In quella che lui chiamava “Organizzazione senza nome” avrebbero tramato alle sue spalle la moglie, la figlia, la badante, i cassieri della sua banca e pure il vescovo di Ravenna. Il terrore di essere perseguitato appare chiaramente frutto dei deliri di un uomo giunto agli 85 anni e afflitto dalle paranoie. Eppure tra le tante ossessioni, una è stata valutata come veritiera: e ieri è costata la condanna a due anni e un mese (oltre a una provvisionale di 10mila euro) alla 47enne Venera Iorghin. L’aveva conosciuta in quanto figlia di una signora che faceva le pulizie nella sua abitazione di Russi. Secondo l’accusa (rappresentata ieri dal vice procuratore onorario Adolfo Fabiani) fu lei a convincere l’anziano a fare causa a uno dei familiari, dandogli appuntamento in tribunale per un presunto incontro con un avvocato, facendosi consegnare la bellezza di 11 mila euro in contanti che sarebbero serviti per la parcella. «Aspetta qui», gli disse la mattina del 18 gennaio 2019, abbandonandolo poi tra i corridoi del palazzo di giustizia.

Solo in tribunale

Quel giorno l’anziano rimase ore ed ore in tribunale, senza mangiare né bere, aspettando il ritorno della donna. Nel pomeriggio un giudice penale, vedendolo spaesato nel corridoio chiese l’intervento di un ispettore di polizia giudiziaria della Guardia di Finanza. Alla fine andò a prenderlo una delle figlie, la stessa che l’anziano avrebbe voluto querelare. Dalla visione delle telecamere fu successivamente identificata l’accompagnatrice, difesa dagli avvocati Carlo Benini e Silvia Brandolini.

Le paranoie

Nominata amministratrice di sostegno del padre e costituitasi parte civile con l’avvocato Ivonne Milani, la figlia dell’uomo ha descritto nel corso del dibattimento la patologia sofferta dal genitore da ben prima che gli fosse ufficialmente diagnosticata. Già anni addietro l’uomo era convinto che la moglie facesse parte di un fantomatico gruppo. Lo chiamava l’ “Organizzazione che non esiste”, e talvolta “la grande organizzazione”. Temeva lo volessero avvelenare. Dopo anni di vaneggiamenti, si era separato, decidendo di prendere una donna che lo aiutasse nelle faccende domestiche. Una colf, madre della 47enne. Sarebbe stata quest’ultima ad approfittare delle paranoie dell’anziano, manifestate nel corso degli anni soprattutto nei confronti dei familiari. Si era convinto che la figlia gli avesse venduto quattro appartamenti di sua proprietà ed era andato su tutte le furie. Sarebbe stato quello, secondo l’accusa, il pretesto per organizzare il raggiro.

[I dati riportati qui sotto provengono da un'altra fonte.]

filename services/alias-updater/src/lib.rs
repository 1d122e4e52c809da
// ドメイン層モジュール
pub mod domain;

// アプリケーション層モジュール
pub mod application;

// インフラストラクチャ層モジュール
pub mod infrastructure;
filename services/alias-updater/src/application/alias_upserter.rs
/// エイリアスのアップサート
///
/// 各バージョンレコードについてUpdateAliasを試み、
/// エイリアスが存在しない（ResourceNotFound）場合のみCreateAliasにフォールバックする。
/// レコード同士に順序依存はなく、全レコードを同時に発行する。
use std::sync::Arc;

use serde::Serialize;
use thiserror::Error;
use tokio::task::JoinSet;
use tracing::{error, info, warn};

use crate::domain::{AliasRequest, VersionRecord};
use crate::infrastructure::{AliasOps, AliasOpsError};

/// エイリアスのアップサートエラー
#[derive(Debug, Clone, PartialEq, Error)]
pub enum AliasUpsertError {
    /// UpdateAliasがResourceNotFound以外で失敗
    #[error("Failed to update {alias_name} alias for {function_name}: {source}")]
    Update {
        function_name: String,
        alias_name: String,
        source: AliasOpsError,
    },
    /// フォールバックのCreateAliasが失敗
    #[error("Failed to create {alias_name} alias for {function_name}: {source}")]
    Create {
        function_name: String,
        alias_name: String,
        source: AliasOpsError,
    },
    /// タスクがパニック等で完了しなかった
    #[error("alias task did not complete: {0}")]
    TaskFailed(String),
}

/// エイリアスに対して行われた操作
#[derive(Debug, Clone, Copy, PartialEq, Eq, Serialize)]
pub enum AliasAction {
    Updated,
    Created,
}

/// 1レコード分の成功結果
#[derive(Debug, Clone, PartialEq, Eq, Serialize)]
pub struct AliasUpdate {
    pub function_name: String,
    pub alias_name: String,
    pub version: String,
    pub alias_arn: String,
    pub action: AliasAction,
}

impl AliasUpdate {
    fn new(request: AliasRequest, alias_arn: String, action: AliasAction) -> Self {
        Self {
            function_name: request.function_name,
            alias_name: request.alias_name,
            version: request.function_version,
            alias_arn,
            action,
        }
    }
}

/// 複数関数のエイリアスをまとめてアップサートする
pub struct AliasUpserter<L>
where
    L: AliasOps + 'static,
{
    alias_ops: Arc<L>,
}

impl<L> AliasUpserter<L>
where
    L: AliasOps + 'static,
{
    /// 新しいAliasUpserterを作成
    pub fn new(alias_ops: L) -> Self {
        Self::from_shared(Arc::new(alias_ops))
    }

    /// 共有済みのエイリアス操作から作成
    pub fn from_shared(alias_ops: Arc<L>) -> Self {
        Self { alias_ops }
    }

    /// 全レコードのエイリアスを`alias_name`で指定したバージョンに向ける
    ///
    /// 全レコードを同時に発行し、全タスクの完了を待つ。
    /// 失敗があった場合は最初に完了した失敗を返し、残りはログに出す。
    ///
    /// # 戻り値
    /// * `Ok(Vec<AliasUpdate>)` - 入力順に並べた各レコードの結果
    /// * `Err(AliasUpsertError)` - 最初に観測された失敗
    pub async fn upsert_aliases(
        &self,
        alias_name: &str,
        versions: &[VersionRecord],
    ) -> Result<Vec<AliasUpdate>, AliasUpsertError> {
        let mut tasks = JoinSet::new();

        for (index, record) in versions.iter().enumerate() {
            let request = AliasRequest::for_record(alias_name, record);
            let alias_ops = Arc::clone(&self.alias_ops);
            tasks.spawn(async move { (index, upsert_alias(alias_ops.as_ref(), request).await) });
        }

        let mut updates = Vec::with_capacity(versions.len());
        let mut first_error: Option<AliasUpsertError> = None;

        while let Some(joined) = tasks.join_next().await {
            let result = match joined {
                Ok((index, result)) => result.map(|update| (index, update)),
                Err(err) => Err(AliasUpsertError::TaskFailed(err.to_string())),
            };

            match result {
                Ok(update) => updates.push(update),
                Err(err) if first_error.is_none() => first_error = Some(err),
                Err(err) => {
                    warn!(error = %err, "後続のエイリアス操作も失敗");
                }
            }
        }

        if let Some(err) = first_error {
            return Err(err);
        }

        updates.sort_by_key(|(index, _)| *index);
        Ok(updates.into_iter().map(|(_, update)| update).collect())
    }
}

/// 1レコード分のアップサート
///
/// `Pending → Updated` / `Pending → NotFound → Created` が成功、
/// それ以外は失敗として終端する。再試行はしない。
async fn upsert_alias<L>(
    alias_ops: &L,
    request: AliasRequest,
) -> Result<AliasUpdate, AliasUpsertError>
where
    L: AliasOps + ?Sized,
{
    info!(
        function_name = %request.function_name,
        alias_name = %request.alias_name,
        version = %request.function_version,
        "エイリアスを更新"
    );

    let update_error = match alias_ops.update_alias(&request).await {
        Ok(alias_arn) => {
            info!(alias_arn = %alias_arn, "エイリアスを更新しました");
            return Ok(AliasUpdate::new(request, alias_arn, AliasAction::Updated));
        }
        Err(err) => err,
    };

    if !update_error.is_not_found() {
        error!(
            function_name = %request.function_name,
            alias_name = %request.alias_name,
            error = %update_error,
            "エイリアスの更新に失敗"
        );
        return Err(AliasUpsertError::Update {
            function_name: request.function_name,
            alias_name: request.alias_name,
            source: update_error,
        });
    }

    info!(
        function_name = %request.function_name,
        alias_name = %request.alias_name,
        "エイリアスが存在しないため作成"
    );

    match alias_ops.create_alias(&request).await {
        Ok(alias_arn) => {
            info!(alias_arn = %alias_arn, "エイリアスを作成しました");
            Ok(AliasUpdate::new(request, alias_arn, AliasAction::Created))
        }
        Err(err) => {
            error!(
                function_name = %request.function_name,
                alias_name = %request.alias_name,
                error = %err,
                "エイリアスの作成に失敗"
            );
            Err(AliasUpsertError::Create {
                function_name: request.function_name,
                alias_name: request.alias_name,
                source: err,
            })
        }
    }
}
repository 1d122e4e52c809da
/// CodePipelineジョブのドメインモデル
///
/// Lambda呼び出しイベント `{"CodePipeline.job": {...}}` の構造を表す。
/// UserParametersまでの各ラッパーはOptionで受け、欠落はバリデーションで検出する。
use serde::{Deserialize, Serialize};

/// Lambdaに渡されるCodePipelineイベント
#[derive(Debug, Clone, PartialEq, Serialize, Deserialize)]
pub struct CodePipelineEvent {
    /// ジョブ本体
    #[serde(rename = "CodePipeline.job")]
    pub job: PipelineJob,
}

/// CodePipelineジョブ
#[derive(Debug, Clone, PartialEq, Serialize, Deserialize)]
#[serde(rename_all = "camelCase")]
pub struct PipelineJob {
    /// ジョブID（結果通知に使用）
    pub id: String,
    /// AWSアカウントID
    #[serde(default, skip_serializing_if = "Option::is_none")]
    pub account_id: Option<String>,
    /// ジョブデータ
    #[serde(default, skip_serializing_if = "Option::is_none")]
    pub data: Option<JobData>,
}

/// ジョブデータ
#[derive(Debug, Clone, Default, PartialEq, Serialize, Deserialize)]
#[serde(rename_all = "camelCase")]
pub struct JobData {
    /// アクション設定
    #[serde(default, skip_serializing_if = "Option::is_none")]
    pub action_configuration: Option<ActionConfiguration>,
    /// 入力アーティファクト
    #[serde(default)]
    pub input_artifacts: Vec<Artifact>,
    /// 出力アーティファクト
    #[serde(default)]
    pub output_artifacts: Vec<Artifact>,
    /// アーティファクトバケット用の一時認証情報
    #[serde(default, skip_serializing_if = "Option::is_none")]
    pub artifact_credentials: Option<ArtifactCredentials>,
    /// 継続トークン
    #[serde(default, skip_serializing_if = "Option::is_none")]
    pub continuation_token: Option<String>,
}

#[derive(Debug, Clone, Default, PartialEq, Serialize, Deserialize)]
pub struct ActionConfiguration {
    #[serde(default, skip_serializing_if = "Option::is_none")]
    pub configuration: Option<Configuration>,
}

/// アクション設定値（CodePipeline側のキーはPascalCase）
#[derive(Debug, Clone, Default, PartialEq, Serialize, Deserialize)]
pub struct Configuration {
    /// このアクションを実行しているLambda関数名
    #[serde(rename = "FunctionName", default, skip_serializing_if = "Option::is_none")]
    pub function_name: Option<String>,
    /// ユーザーパラメータ（エイリアス名）
    #[serde(rename = "UserParameters", default, skip_serializing_if = "Option::is_none")]
    pub user_parameters: Option<String>,
}

/// パイプラインアーティファクト
#[derive(Debug, Clone, PartialEq, Serialize, Deserialize)]
#[serde(rename_all = "camelCase")]
pub struct Artifact {
    /// アーティファクト名
    pub name: String,
    /// リビジョン
    #[serde(default, skip_serializing_if = "Option::is_none")]
    pub revision: Option<String>,
    /// 格納場所
    pub location: ArtifactLocation,
}

#[derive(Debug, Clone, PartialEq, Serialize, Deserialize)]
#[serde(rename_all = "camelCase")]
pub struct ArtifactLocation {
    /// 格納場所の種類（通常は "S3"）
    #[serde(rename = "type")]
    pub location_type: String,
    #[serde(default, skip_serializing_if = "Option::is_none")]
    pub s3_location: Option<S3Location>,
}

#[derive(Debug, Clone, PartialEq, Serialize, Deserialize)]
#[serde(rename_all = "camelCase")]
pub struct S3Location {
    pub bucket_name: String,
    pub object_key: String,
}

/// アーティファクト読み取り用の一時認証情報
#[derive(Clone, PartialEq, Serialize, Deserialize)]
#[serde(rename_all = "camelCase")]
pub struct ArtifactCredentials {
    pub access_key_id: String,
    pub secret_access_key: String,
    pub session_token: String,
}

// ログにシークレットを出さない
impl std::fmt::Debug for ArtifactCredentials {
    fn fmt(&self, f: &mut std::fmt::Formatter<'_>) -> std::fmt::Result {
        f.debug_struct("ArtifactCredentials")
            .field("access_key_id", &self.access_key_id)
            .field("secret_access_key", &"***")
            .field("session_token", &"***")
            .finish()
    }
}

impl PipelineJob {
    /// UserParametersを取得（途中のラッパーが欠けていればNone）
    pub fn user_parameters(&self) -> Option<&str> {
        self.data
            .as_ref()?
            .action_configuration
            .as_ref()?
            .configuration
            .as_ref()?
            .user_parameters
            .as_deref()
    }

    /// 入力アーティファクト一覧
    pub fn input_artifacts(&self) -> &[Artifact] {
        self.data
            .as_ref()
            .map(|d| d.input_artifacts.as_slice())
            .unwrap_or(&[])
    }

    /// 出力アーティファクト一覧
    pub fn output_artifacts(&self) -> &[Artifact] {
        self.data
            .as_ref()
            .map(|d| d.output_artifacts.as_slice())
            .unwrap_or(&[])
    }

    /// アーティファクト用一時認証情報
    pub fn artifact_credentials(&self) -> Option<&ArtifactCredentials> {
        self.data.as_ref()?.artifact_credentials.as_ref()
    }
}
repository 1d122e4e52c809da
// インフラストラクチャ層モジュール
pub mod artifact_store;
pub mod codepipeline_ops;
pub mod config;
pub mod lambda_ops;
pub mod logging;

// 再エクスポート
pub use artifact_store::{ArtifactError, ArtifactReader, S3ArtifactReader, extract_entry};
pub use codepipeline_ops::{AwsCodePipelineOps, JobReportError, JobResultReporter};
pub use config::{ActionConfig, ActionConfigError};
pub use lambda_ops::{AliasOps, AliasOpsError, AwsLambdaOps};
pub use logging::init_logging;
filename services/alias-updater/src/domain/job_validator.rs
/// CodePipelineジョブのバリデーション
///
/// アクションが受け付けるアーティファクト数の確認と、
/// UserParametersからのエイリアス名の取り出しを行う。
use serde::{Deserialize, Serialize};
use thiserror::Error;

use super::job::PipelineJob;

/// ジョブのバリデーションエラー
#[derive(Debug, Clone, PartialEq, Error)]
pub enum ValidationError {
    /// UserParametersが未指定または空
    #[error("Alias name must be specified via CodePipeline custom action user parameters")]
    MissingAliasName,
    /// 入力アーティファクト数が不一致
    #[error("expected {expected} input artifact(s), got {actual}")]
    InputArtifactCount { expected: usize, actual: usize },
    /// 出力アーティファクト数が不一致
    #[error("expected {expected} output artifact(s), got {actual}")]
    OutputArtifactCount { expected: usize, actual: usize },
}

/// ジョブバリデータトレイト
///
/// アクションが受け付けるアーティファクト数を宣言し、
/// 生のジョブを検証済みの値に変換する。
pub trait JobValidator: Send + Sync {
    /// 検証済みジョブの型
    type Output: Send;

    /// 受け付ける入力アーティファクト数
    fn input_artifact_count(&self) -> usize;

    /// 受け付ける出力アーティファクト数
    fn output_artifact_count(&self) -> usize;

    /// アーティファクト数以外の検証と変換
    fn validate(&self, job: PipelineJob) -> Result<Self::Output, ValidationError>;
}

/// アーティファクト数を確認してからバリデータを適用する
pub fn validate_job<V: JobValidator>(
    validator: &V,
    job: PipelineJob,
) -> Result<V::Output, ValidationError> {
    let inputs = job.input_artifacts().len();
    if inputs != validator.input_artifact_count() {
        return Err(ValidationError::InputArtifactCount {
            expected: validator.input_artifact_count(),
            actual: inputs,
        });
    }

    let outputs = job.output_artifacts().len();
    if outputs != validator.output_artifact_count() {
        return Err(ValidationError::OutputArtifactCount {
            expected: validator.output_artifact_count(),
            actual: outputs,
        });
    }

    validator.validate(job)
}

/// エイリアス名を付与した検証済みジョブ
///
/// シリアライズ時はジョブのフィールドに`aliasName`を加えた形になる。
#[derive(Debug, Clone, PartialEq, Serialize, Deserialize)]
pub struct ValidatedJob {
    #[serde(flatten)]
    pub job: PipelineJob,
    #[serde(rename = "aliasName")]
    pub alias_name: String,
}

/// エイリアス更新アクション用バリデータ
///
/// 入力アーティファクト1つ、出力アーティファクト0を要求する。
#[derive(Debug, Clone, Copy, Default)]
pub struct AliasJobValidator;

impl JobValidator for AliasJobValidator {
    type Output = ValidatedJob;

    fn input_artifact_count(&self) -> usize {
        1
    }

    fn output_artifact_count(&self) -> usize {
        0
    }

    fn validate(&self, job: PipelineJob) -> Result<ValidatedJob, ValidationError> {
        let alias_name = match job.user_parameters() {
            Some(value) if !value.is_empty() => value.to_string(),
            _ => return Err(ValidationError::MissingAliasName),
        };

        Ok(ValidatedJob { job, alias_name })
    }
}
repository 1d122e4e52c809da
/// 前段ステージが発行したLambda関数バージョンと、エイリアスAPIへの要求
use serde::{Deserialize, Serialize};

/// 入力アーティファクトの1レコード
///
/// 前段ステージの出力をそのまま受けるため、キーはPascalCase。
#[derive(Debug, Clone, PartialEq, Eq, Serialize, Deserialize)]
pub struct VersionRecord {
    /// 関数名またはARN
    #[serde(rename = "FunctionName")]
    pub function_name: String,
    /// 発行されたバージョン
    #[serde(rename = "Version")]
    pub version: String,
}

impl VersionRecord {
    pub fn new(function_name: impl Into<String>, version: impl Into<String>) -> Self {
        Self {
            function_name: function_name.into(),
            version: version.into(),
        }
    }
}

/// UpdateAlias/CreateAliasに共通のパラメータ
#[derive(Debug, Clone, PartialEq, Eq, Serialize)]
pub struct AliasRequest {
    #[serde(rename = "FunctionName")]
    pub function_name: String,
    #[serde(rename = "Name")]
    pub alias_name: String,
    #[serde(rename = "FunctionVersion")]
    pub function_version: String,
}

impl AliasRequest {
    /// バージョンレコードとエイリアス名から要求を作成
    pub fn for_record(alias_name: &str, record: &VersionRecord) -> Self {
        Self {
            function_name: record.function_name.clone(),
            alias_name: alias_name.to_string(),
            function_version: record.version.clone(),
        }
    }
}
// ドメイン層モジュール
pub mod job;
pub mod job_validator;
pub mod version_record;

// 再エクスポート
pub use job::{
    ActionConfiguration, Artifact, ArtifactCredentials, ArtifactLocation, CodePipelineEvent,
    Configuration, JobData, PipelineJob, S3Location,
};
pub use job_validator::{
    AliasJobValidator, JobValidator, ValidatedJob, ValidationError, validate_job,
};
pub use version_record::{AliasRequest, VersionRecord};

Eppure, stando all’arringa difensiva dei legali dell’imputata, l’affidabilità dell’uomo sarebbe dubbia su tutti i fronti: sia per quanto riguarda le manie di persecuzione legate alla fantomatica “organizzazione senza nome”, sia per l’episodio dell’abbandono senza più un quattrino tra i corridoi del tribunale.